**WHAT THIS TASK INVOLVES:** Collect every line below that contains the word "next".

-------- ENTRIES SHOWN

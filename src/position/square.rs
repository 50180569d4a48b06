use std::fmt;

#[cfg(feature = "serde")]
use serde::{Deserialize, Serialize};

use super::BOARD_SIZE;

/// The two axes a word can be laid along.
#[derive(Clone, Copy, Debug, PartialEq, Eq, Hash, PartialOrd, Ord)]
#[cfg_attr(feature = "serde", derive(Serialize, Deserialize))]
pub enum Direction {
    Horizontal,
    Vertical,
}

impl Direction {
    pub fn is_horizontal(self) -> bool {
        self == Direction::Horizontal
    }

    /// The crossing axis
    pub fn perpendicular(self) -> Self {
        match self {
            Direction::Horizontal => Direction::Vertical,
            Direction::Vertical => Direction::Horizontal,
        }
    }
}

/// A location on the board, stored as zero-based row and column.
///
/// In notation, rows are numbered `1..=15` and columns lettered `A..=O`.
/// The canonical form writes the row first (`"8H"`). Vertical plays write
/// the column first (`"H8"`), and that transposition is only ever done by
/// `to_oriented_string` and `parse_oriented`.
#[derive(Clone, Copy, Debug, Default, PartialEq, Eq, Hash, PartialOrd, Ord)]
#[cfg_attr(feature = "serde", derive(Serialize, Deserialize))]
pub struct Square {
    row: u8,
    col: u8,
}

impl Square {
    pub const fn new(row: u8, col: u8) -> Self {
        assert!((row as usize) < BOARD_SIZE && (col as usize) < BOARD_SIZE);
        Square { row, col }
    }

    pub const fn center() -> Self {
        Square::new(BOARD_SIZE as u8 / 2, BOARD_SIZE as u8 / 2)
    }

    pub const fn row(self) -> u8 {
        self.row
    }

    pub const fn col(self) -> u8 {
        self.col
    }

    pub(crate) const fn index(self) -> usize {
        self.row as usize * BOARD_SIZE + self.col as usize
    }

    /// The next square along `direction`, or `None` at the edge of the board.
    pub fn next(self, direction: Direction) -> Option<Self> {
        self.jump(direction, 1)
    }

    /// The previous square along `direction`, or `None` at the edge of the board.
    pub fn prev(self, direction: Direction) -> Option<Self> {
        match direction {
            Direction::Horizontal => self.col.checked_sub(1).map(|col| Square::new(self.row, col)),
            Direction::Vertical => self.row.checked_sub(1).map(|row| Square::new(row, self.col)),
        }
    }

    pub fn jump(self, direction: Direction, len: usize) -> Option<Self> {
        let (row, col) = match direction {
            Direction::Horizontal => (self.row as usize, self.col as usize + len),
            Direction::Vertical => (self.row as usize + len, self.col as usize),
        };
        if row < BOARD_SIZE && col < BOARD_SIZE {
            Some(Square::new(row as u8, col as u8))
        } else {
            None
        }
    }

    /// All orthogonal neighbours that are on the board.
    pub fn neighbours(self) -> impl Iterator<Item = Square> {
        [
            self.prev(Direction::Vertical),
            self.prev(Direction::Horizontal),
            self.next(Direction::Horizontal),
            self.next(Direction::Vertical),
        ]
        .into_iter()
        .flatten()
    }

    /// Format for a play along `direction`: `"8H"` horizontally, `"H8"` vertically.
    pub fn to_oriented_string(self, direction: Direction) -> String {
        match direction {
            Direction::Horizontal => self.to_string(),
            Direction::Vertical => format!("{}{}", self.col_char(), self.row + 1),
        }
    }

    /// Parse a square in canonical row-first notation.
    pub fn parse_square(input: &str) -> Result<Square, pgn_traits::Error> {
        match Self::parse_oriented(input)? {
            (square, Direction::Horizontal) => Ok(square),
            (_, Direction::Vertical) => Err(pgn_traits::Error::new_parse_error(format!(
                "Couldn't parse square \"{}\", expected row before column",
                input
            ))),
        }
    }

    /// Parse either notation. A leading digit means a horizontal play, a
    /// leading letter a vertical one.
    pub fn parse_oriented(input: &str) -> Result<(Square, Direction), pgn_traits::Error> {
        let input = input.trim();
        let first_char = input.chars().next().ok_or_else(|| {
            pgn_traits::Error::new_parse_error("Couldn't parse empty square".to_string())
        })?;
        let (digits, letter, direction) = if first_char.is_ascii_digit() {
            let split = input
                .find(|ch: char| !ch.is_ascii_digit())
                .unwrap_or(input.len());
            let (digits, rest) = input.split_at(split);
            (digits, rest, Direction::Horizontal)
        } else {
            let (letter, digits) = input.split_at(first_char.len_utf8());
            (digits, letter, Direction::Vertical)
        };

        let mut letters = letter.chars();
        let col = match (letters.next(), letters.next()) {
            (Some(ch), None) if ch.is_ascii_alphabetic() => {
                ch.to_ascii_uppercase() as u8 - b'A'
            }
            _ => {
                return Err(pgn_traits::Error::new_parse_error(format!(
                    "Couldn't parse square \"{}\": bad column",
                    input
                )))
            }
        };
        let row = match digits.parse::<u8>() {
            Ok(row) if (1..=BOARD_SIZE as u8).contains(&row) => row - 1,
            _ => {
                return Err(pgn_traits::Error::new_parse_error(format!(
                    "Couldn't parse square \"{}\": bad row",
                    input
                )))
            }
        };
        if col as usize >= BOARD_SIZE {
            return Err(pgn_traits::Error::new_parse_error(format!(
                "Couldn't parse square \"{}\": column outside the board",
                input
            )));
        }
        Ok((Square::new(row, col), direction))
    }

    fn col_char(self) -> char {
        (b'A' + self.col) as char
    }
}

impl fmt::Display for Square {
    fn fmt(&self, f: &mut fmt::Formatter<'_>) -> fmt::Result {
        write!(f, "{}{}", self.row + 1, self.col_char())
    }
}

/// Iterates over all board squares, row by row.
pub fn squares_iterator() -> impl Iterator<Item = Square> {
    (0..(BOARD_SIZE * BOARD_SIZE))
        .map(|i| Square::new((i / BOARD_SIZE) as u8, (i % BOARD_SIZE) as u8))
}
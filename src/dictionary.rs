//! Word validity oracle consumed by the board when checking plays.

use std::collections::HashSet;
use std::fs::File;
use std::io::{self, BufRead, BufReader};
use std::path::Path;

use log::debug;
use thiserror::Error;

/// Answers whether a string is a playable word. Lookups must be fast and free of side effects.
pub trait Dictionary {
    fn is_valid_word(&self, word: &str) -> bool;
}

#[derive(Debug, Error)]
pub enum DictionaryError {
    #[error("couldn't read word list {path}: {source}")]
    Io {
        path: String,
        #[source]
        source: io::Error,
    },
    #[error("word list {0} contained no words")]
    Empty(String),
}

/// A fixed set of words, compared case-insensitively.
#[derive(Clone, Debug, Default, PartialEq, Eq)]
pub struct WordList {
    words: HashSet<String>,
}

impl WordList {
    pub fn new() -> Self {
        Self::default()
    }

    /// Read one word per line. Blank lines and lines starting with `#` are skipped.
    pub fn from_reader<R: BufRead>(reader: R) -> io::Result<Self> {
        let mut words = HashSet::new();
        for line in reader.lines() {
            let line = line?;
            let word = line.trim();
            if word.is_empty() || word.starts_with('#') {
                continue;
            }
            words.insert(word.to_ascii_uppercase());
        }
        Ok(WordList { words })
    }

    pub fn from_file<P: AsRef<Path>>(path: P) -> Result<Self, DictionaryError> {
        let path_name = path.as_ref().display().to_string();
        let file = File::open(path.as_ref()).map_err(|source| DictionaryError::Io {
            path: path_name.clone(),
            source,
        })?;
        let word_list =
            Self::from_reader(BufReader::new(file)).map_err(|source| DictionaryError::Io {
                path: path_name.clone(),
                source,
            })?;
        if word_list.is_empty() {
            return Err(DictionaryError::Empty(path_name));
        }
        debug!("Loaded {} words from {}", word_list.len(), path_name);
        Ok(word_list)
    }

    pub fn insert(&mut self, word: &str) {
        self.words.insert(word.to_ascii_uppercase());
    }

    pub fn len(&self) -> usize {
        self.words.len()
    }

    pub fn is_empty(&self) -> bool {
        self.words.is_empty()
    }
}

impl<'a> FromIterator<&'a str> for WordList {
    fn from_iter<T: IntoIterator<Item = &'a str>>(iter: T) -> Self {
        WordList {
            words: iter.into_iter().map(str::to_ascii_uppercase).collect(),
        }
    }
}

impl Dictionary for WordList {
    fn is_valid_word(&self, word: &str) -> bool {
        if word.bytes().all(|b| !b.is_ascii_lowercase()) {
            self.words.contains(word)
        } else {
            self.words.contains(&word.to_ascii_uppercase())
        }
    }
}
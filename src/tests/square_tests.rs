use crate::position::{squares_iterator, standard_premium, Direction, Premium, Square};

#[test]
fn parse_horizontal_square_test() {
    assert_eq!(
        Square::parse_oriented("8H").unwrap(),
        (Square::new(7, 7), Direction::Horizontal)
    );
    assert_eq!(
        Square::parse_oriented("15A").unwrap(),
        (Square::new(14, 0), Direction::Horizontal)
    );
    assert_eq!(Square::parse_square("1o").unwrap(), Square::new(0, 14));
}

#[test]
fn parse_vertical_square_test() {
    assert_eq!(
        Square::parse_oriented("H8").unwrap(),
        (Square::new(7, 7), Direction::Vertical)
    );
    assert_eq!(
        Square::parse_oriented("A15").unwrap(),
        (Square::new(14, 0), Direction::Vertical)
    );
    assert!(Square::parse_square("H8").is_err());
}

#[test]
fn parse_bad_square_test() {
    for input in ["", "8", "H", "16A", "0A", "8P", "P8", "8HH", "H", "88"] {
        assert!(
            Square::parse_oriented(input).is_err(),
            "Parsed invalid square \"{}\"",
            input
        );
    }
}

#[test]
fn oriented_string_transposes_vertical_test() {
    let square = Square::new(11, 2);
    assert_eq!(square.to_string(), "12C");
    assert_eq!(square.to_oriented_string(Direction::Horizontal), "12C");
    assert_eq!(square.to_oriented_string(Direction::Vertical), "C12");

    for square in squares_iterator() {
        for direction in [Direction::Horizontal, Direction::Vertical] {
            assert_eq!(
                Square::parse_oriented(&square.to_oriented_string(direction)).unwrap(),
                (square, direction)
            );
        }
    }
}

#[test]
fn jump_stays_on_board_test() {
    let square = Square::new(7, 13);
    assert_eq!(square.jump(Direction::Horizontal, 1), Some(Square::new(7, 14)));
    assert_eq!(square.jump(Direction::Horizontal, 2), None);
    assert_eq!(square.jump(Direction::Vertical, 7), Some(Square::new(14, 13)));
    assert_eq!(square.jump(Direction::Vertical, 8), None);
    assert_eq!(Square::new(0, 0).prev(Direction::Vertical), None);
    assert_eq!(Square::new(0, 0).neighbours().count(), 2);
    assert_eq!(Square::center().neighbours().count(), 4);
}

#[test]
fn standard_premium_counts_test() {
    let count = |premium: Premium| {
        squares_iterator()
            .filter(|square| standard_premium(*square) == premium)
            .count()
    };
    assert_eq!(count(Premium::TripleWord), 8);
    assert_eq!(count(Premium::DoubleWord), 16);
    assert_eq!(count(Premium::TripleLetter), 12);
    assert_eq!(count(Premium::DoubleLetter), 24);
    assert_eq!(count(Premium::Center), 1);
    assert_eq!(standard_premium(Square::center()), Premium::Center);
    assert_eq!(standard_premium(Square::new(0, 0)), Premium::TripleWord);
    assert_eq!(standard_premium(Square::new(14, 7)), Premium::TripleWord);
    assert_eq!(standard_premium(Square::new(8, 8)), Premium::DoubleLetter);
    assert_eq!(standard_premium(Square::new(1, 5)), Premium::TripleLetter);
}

----------------

**EXERCISE RESULT:**
    /// The next square along `direction`, or `None` at the edge of the board.
    pub fn next(self, direction: Direction) -> Option<Self> {
            self.next(Direction::Horizontal),
            self.next(Direction::Vertical),
        let first_char = input.chars().next().ok_or_else(|| {
        let col = match (letters.next(), letters.next()) {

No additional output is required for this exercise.